La casa era una construcción cuadrada,
pesada, que había sido blanca en otro tiempo, decorada con cúpulas, volutas,
espirales y balcones en el pesado estilo del siglo XVII; asentada en la calle
principal de la ciudad en los tiempos en que se construyó, se había visto
invadida más tarde por garajes y fábricas de algodón, que habían llegado
incluso a borrar el recuerdo de los ilustres nombres del vecindario. Tan sólo
había quedado la casa de la señorita Emilia, levantando su permanente y coqueta
decadencia sobre los vagones de algodón y bombas de gasolina, ofendiendo la
vista, entre las demás cosas que también la ofendían. Y ahora la señorita
Emilia había ido a reunirse con los representantes de aquellos ilustres hombres
que descansaban en el sombreado cementerio, entre las alineadas y anónimas
tumbas de los soldados de la Unión, que habían caído en la batalla de
Jefferson.
Mientras vivía, la señorita Emilia había
sido para la ciudad una tradición, un deber y un cuidado, una especie de
heredada tradición, que databa del día en que el coronel Sartoris el Mayor
-autor del edicto que ordenaba que ninguna mujer negra podría salir a la calle
sin delantal-, la eximió de sus impuestos, dispensa que había comenzado cuando
murió su padre y que más tarde fue otorgada a perpetuidad. Y no es que la
señorita Emilia fuera capaz de aceptar una caridad. Pero el coronel Sartoris
inventó un cuento, diciendo que el padre de la señorita Emilia había hecho un
préstamo a la ciudad, y que la ciudad se valía de este medio para pagar la
deuda contraída. Sólo un hombre de la generación y del modo de ser del coronel
Sartoris hubiera sido capaz de inventar una excusa semejante, y sólo una mujer
como la señorita Emilia podría haber dado por buena esta historia.

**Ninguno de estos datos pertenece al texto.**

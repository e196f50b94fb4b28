//! Abstract syntax tree of the SyReC language.
//!
//! The tree is immutable after parsing; the synthesizers walk it read-only
//! and carry their own binding environments for `call`/`uncall`.

use std::rc::Rc;

use rustc_hash::FxHashMap;

/// Loop-variable bindings active during evaluation.
pub type LoopMap = FxHashMap<String, u32>;

/// A complete program: one or more modules.
#[derive(Debug, Clone, Default)]
pub struct Program {
    /// The declared modules, in source order.
    pub modules: Vec<Rc<Module>>,
}

impl Program {
    /// Find a module by name.
    pub fn find_module(&self, name: &str) -> Option<&Rc<Module>> {
        self.modules.iter().find(|m| m.name == name)
    }
}

/// A parameterised module.
#[derive(Debug, Clone)]
pub struct Module {
    /// Module name.
    pub name: String,
    /// Formal parameters (`in`, `out`, `inout`).
    pub parameters: Vec<Rc<Variable>>,
    /// Local signals (`wire`, `state`).
    pub variables: Vec<Rc<Variable>>,
    /// Statement list.
    pub statements: Vec<Statement>,
}

impl Module {
    /// Find a parameter or local variable by name.
    pub fn find_parameter_or_variable(&self, name: &str) -> Option<&Rc<Variable>> {
        self.parameters
            .iter()
            .chain(self.variables.iter())
            .find(|v| v.name == name)
    }
}

/// Storage class of a declared signal.
#[derive(Debug, Clone, Copy, PartialEq, Eq)]
pub enum VariableKind {
    /// Input parameter; its final value is garbage.
    In,
    /// Output parameter; initialised to constant zero.
    Out,
    /// Read-write parameter.
    Inout,
    /// Local signal, zero-initialised and garbage.
    Wire,
    /// Local signal preserved across invocations.
    State,
}

/// A declared signal.
#[derive(Debug, Clone)]
pub struct Variable {
    /// Storage class.
    pub kind: VariableKind,
    /// Name.
    pub name: String,
    /// Array dimensions (empty for scalars).
    pub dimensions: Vec<u32>,
    /// Width in bits.
    pub bitwidth: u32,
}

/// Access to a variable: optional array indexes and an optional bit range.
#[derive(Debug, Clone)]
pub struct VariableAccess {
    /// Name of the accessed variable.
    pub name: String,
    /// One index expression per dimension.
    pub indexes: Vec<Expression>,
    /// Bit range `.first:second` (inclusive, may run downwards).
    pub range: Option<(Number, Number)>,
}

/// A compile-time number: constant, loop variable, or arithmetic over both.
#[derive(Debug, Clone)]
pub enum Number {
    /// A literal.
    Constant(u32),
    /// A `$variable` loop binding.
    LoopVariable(String),
    /// Arithmetic over two numbers.
    ConstExpr(NumericOp, Box<Number>, Box<Number>),
}

/// Operators allowed inside compile-time numbers.
#[derive(Debug, Clone, Copy, PartialEq, Eq)]
pub enum NumericOp {
    /// Addition.
    Add,
    /// Subtraction.
    Subtract,
    /// Multiplication.
    Multiply,
    /// Division.
    Divide,
}

impl Number {
    /// Evaluate under the given loop bindings. Unbound loop variables
    /// evaluate to 0; division by zero yields 0.
    pub fn evaluate(&self, loop_map: &LoopMap) -> u32 {
        match self {
            Number::Constant(value) => *value,
            Number::LoopVariable(name) => loop_map.get(name).copied().unwrap_or(0),
            Number::ConstExpr(op, lhs, rhs) => {
                let lhs = lhs.evaluate(loop_map);
                let rhs = rhs.evaluate(loop_map);
                match op {
                    NumericOp::Add => lhs.wrapping_add(rhs),
                    NumericOp::Subtract => lhs.wrapping_sub(rhs),
                    NumericOp::Multiply => lhs.wrapping_mul(rhs),
                    NumericOp::Divide => lhs.checked_div(rhs).unwrap_or(0),
                }
            }
        }
    }
}

/// Reversible assignment operators.
#[derive(Debug, Clone, Copy, PartialEq, Eq)]
pub enum AssignOp {
    /// `+=`
    Add,
    /// `-=`
    Subtract,
    /// `^=`
    Exor,
}

impl AssignOp {
    /// The operator undoing this one.
    pub fn inverse(self) -> Self {
        match self {
            AssignOp::Add => AssignOp::Subtract,
            AssignOp::Subtract => AssignOp::Add,
            AssignOp::Exor => AssignOp::Exor,
        }
    }
}

/// Reversible unary statement operators.
#[derive(Debug, Clone, Copy, PartialEq, Eq)]
pub enum UnaryOp {
    /// `++=`
    Increment,
    /// `--=`
    Decrement,
    /// `~=`
    Invert,
}

impl UnaryOp {
    /// The operator undoing this one.
    pub fn inverse(self) -> Self {
        match self {
            UnaryOp::Increment => UnaryOp::Decrement,
            UnaryOp::Decrement => UnaryOp::Increment,
            UnaryOp::Invert => UnaryOp::Invert,
        }
    }
}

/// Binary operators in expressions.
#[derive(Debug, Clone, Copy, PartialEq, Eq)]
pub enum BinaryOp {
    /// `+`
    Add,
    /// `-`
    Subtract,
    /// `^`
    Exor,
    /// `*` (low word of the product)
    Multiply,
    /// `/`
    Divide,
    /// `%`
    Modulo,
    /// `*>` (high word of the product)
    FracDivide,
    /// `&`
    BitwiseAnd,
    /// `|`
    BitwiseOr,
    /// `&&`
    LogicalAnd,
    /// `||`
    LogicalOr,
    /// `<`
    LessThan,
    /// `>`
    GreaterThan,
    /// `<=`
    LessEquals,
    /// `>=`
    GreaterEquals,
    /// `=`
    Equals,
    /// `!=`
    NotEquals,
}

/// Shift directions.
#[derive(Debug, Clone, Copy, PartialEq, Eq)]
pub enum ShiftOp {
    /// `<<`
    Left,
    /// `>>`
    Right,
}

/// An expression.
#[derive(Debug, Clone)]
pub enum Expression {
    /// A compile-time number, materialised into constant lines.
    Numeric(Number, u32),
    /// A variable access.
    Variable(VariableAccess),
    /// A binary expression.
    Binary(Box<Expression>, BinaryOp, Box<Expression>),
    /// A shift by a compile-time number.
    Shift(Box<Expression>, ShiftOp, Number),
}

impl Expression {
    /// Bit width of the expression's value, given the widths of the
    /// accessed variables are already resolved.
    pub fn bitwidth(&self, width_of: &impl Fn(&VariableAccess) -> u32) -> u32 {
        match self {
            Expression::Numeric(_, width) => *width,
            Expression::Variable(access) => width_of(access),
            Expression::Binary(lhs, op, _) => match op {
                BinaryOp::LogicalAnd
                | BinaryOp::LogicalOr
                | BinaryOp::LessThan
                | BinaryOp::GreaterThan
                | BinaryOp::LessEquals
                | BinaryOp::GreaterEquals
                | BinaryOp::Equals
                | BinaryOp::NotEquals => 1,
                _ => lhs.bitwidth(width_of),
            },
            Expression::Shift(lhs, _, _) => lhs.bitwidth(width_of),
        }
    }
}

/// A statement.
#[derive(Debug, Clone)]
pub enum Statement {
    /// `lhs op= rhs`
    Assign(VariableAccess, AssignOp, Expression),
    /// `++= x`, `--= x`, `~= x`
    Unary(UnaryOp, VariableAccess),
    /// `lhs <=> rhs`
    Swap(VariableAccess, VariableAccess),
    /// `if c then ... else ... fi c'`
    If {
        /// Branch condition.
        condition: Expression,
        /// Statements of the `then` branch.
        then_statements: Vec<Statement>,
        /// Statements of the `else` branch.
        else_statements: Vec<Statement>,
        /// The closing condition after `fi`.
        fi_condition: Expression,
    },
    /// `for $i = a to b step s do ... rof`
    For {
        /// Loop variable name (empty when anonymous).
        loop_variable: String,
        /// Inclusive range (from, to).
        range: (Number, Number),
        /// Step size (defaults to 1).
        step: Number,
        /// Whether the step is negative.
        negative_step: bool,
        /// Loop body.
        statements: Vec<Statement>,
    },
    /// `call module(args)`
    Call {
        /// Callee name.
        module: String,
        /// Caller-side argument names.
        arguments: Vec<String>,
    },
    /// `uncall module(args)`
    Uncall {
        /// Callee name.
        module: String,
        /// Caller-side argument names.
        arguments: Vec<String>,
    },
    /// `skip`
    Skip,
}

impl Statement {
    /// The structural inverse of this statement, used by `uncall`.
    ///
    /// Branch and loop bodies are inverted statement-by-statement in
    /// reverse order; a loop additionally iterates its range backwards.
    pub fn reverse(&self) -> Statement {
        match self {
            Statement::Assign(lhs, op, rhs) => {
                Statement::Assign(lhs.clone(), op.inverse(), rhs.clone())
            }
            Statement::Unary(op, var) => Statement::Unary(op.inverse(), var.clone()),
            Statement::Swap(lhs, rhs) => Statement::Swap(lhs.clone(), rhs.clone()),
            Statement::If {
                condition,
                then_statements,
                else_statements,
                fi_condition,
            } => Statement::If {
                condition: fi_condition.clone(),
                then_statements: reverse_statements(then_statements),
                else_statements: reverse_statements(else_statements),
                fi_condition: condition.clone(),
            },
            Statement::For {
                loop_variable,
                range,
                step,
                negative_step,
                statements,
            } => Statement::For {
                loop_variable: loop_variable.clone(),
                range: (range.1.clone(), range.0.clone()),
                step: step.clone(),
                negative_step: !negative_step,
                statements: reverse_statements(statements),
            },
            Statement::Call { module, arguments } => Statement::Uncall {
                module: module.clone(),
                arguments: arguments.clone(),
            },
            Statement::Uncall { module, arguments } => Statement::Call {
                module: module.clone(),
                arguments: arguments.clone(),
            },
            Statement::Skip => Statement::Skip,
        }
    }
}

fn reverse_statements(statements: &[Statement]) -> Vec<Statement> {
    statements.iter().rev().map(Statement::reverse).collect()
}

#[cfg(test)]
mod tests {
    use super::*;

    #[test]
    fn test_number_evaluation() {
        let mut loop_map = LoopMap::default();
        loop_map.insert("i".into(), 3);

        let n = Number::ConstExpr(
            NumericOp::Add,
            Box::new(Number::LoopVariable("i".into())),
            Box::new(Number::Constant(2)),
        );
        assert_eq!(n.evaluate(&loop_map), 5);

        let div = Number::ConstExpr(
            NumericOp::Divide,
            Box::new(Number::Constant(7)),
            Box::new(Number::Constant(0)),
        );
        assert_eq!(div.evaluate(&loop_map), 0);
    }

    #[test]
    fn test_assign_reverse_flips_add_and_subtract() {
        let access = VariableAccess {
            name: "x".into(),
            indexes: vec![],
            range: None,
        };
        let stmt = Statement::Assign(
            access,
            AssignOp::Add,
            Expression::Numeric(Number::Constant(1), 8),
        );
        match stmt.reverse() {
            Statement::Assign(_, AssignOp::Subtract, _) => {}
            other => panic!("unexpected inverse: {other:?}"),
        }
    }

    #[test]
    fn test_if_reverse_inverts_branches_in_reverse_order() {
        let access = VariableAccess {
            name: "x".into(),
            indexes: vec![],
            range: None,
        };
        let inc = Statement::Unary(UnaryOp::Increment, access.clone());
        let inv = Statement::Unary(UnaryOp::Invert, access.clone());
        let stmt = Statement::If {
            condition: Expression::Numeric(Number::Constant(1), 1),
            then_statements: vec![inc, inv],
            else_statements: vec![],
            fi_condition: Expression::Numeric(Number::Constant(1), 1),
        };

        let Statement::If {
            then_statements, ..
        } = stmt.reverse()
        else {
            panic!("expected if");
        };
        assert!(matches!(
            then_statements[0],
            Statement::Unary(UnaryOp::Invert, _)
        ));
        assert!(matches!(
            then_statements[1],
            Statement::Unary(UnaryOp::Decrement, _)
        ));
    }

    #[test]
    fn test_call_reverse_is_uncall() {
        let stmt = Statement::Call {
            module: "adder".into(),
            arguments: vec!["a".into(), "b".into()],
        };
        assert!(matches!(stmt.reverse(), Statement::Uncall { .. }));
    }
}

Cuando la siguiente generación, con ideas
más modernas, maduró y llegó a ser directora de la ciudad, aquel arreglo
tropezó con algunas dificultades. Al comenzar el año enviaron a la señorita
Emilia por correo el recibo de la contribución, pero no obtuvieron respuesta.
Entonces le escribieron, citándola en el despacho del alguacil para un asunto
que le interesaba. Una semana más tarde el alcalde volvió a escribirle
ofreciéndole ir a visitarla, o enviarle su coche para que acudiera a la oficina
con comodidad, y recibió en respuesta una nota en papel de corte pasado de
moda, y tinta empalidecida, escrita con una floreada caligrafía, comunicándole
que no salía jamás de su casa. Así pues, la nota de la contribución fue
archivada sin más comentarios.
Convocaron, entonces, una junta de
regidores, y fue designada una delegación para que fuera a visitarla.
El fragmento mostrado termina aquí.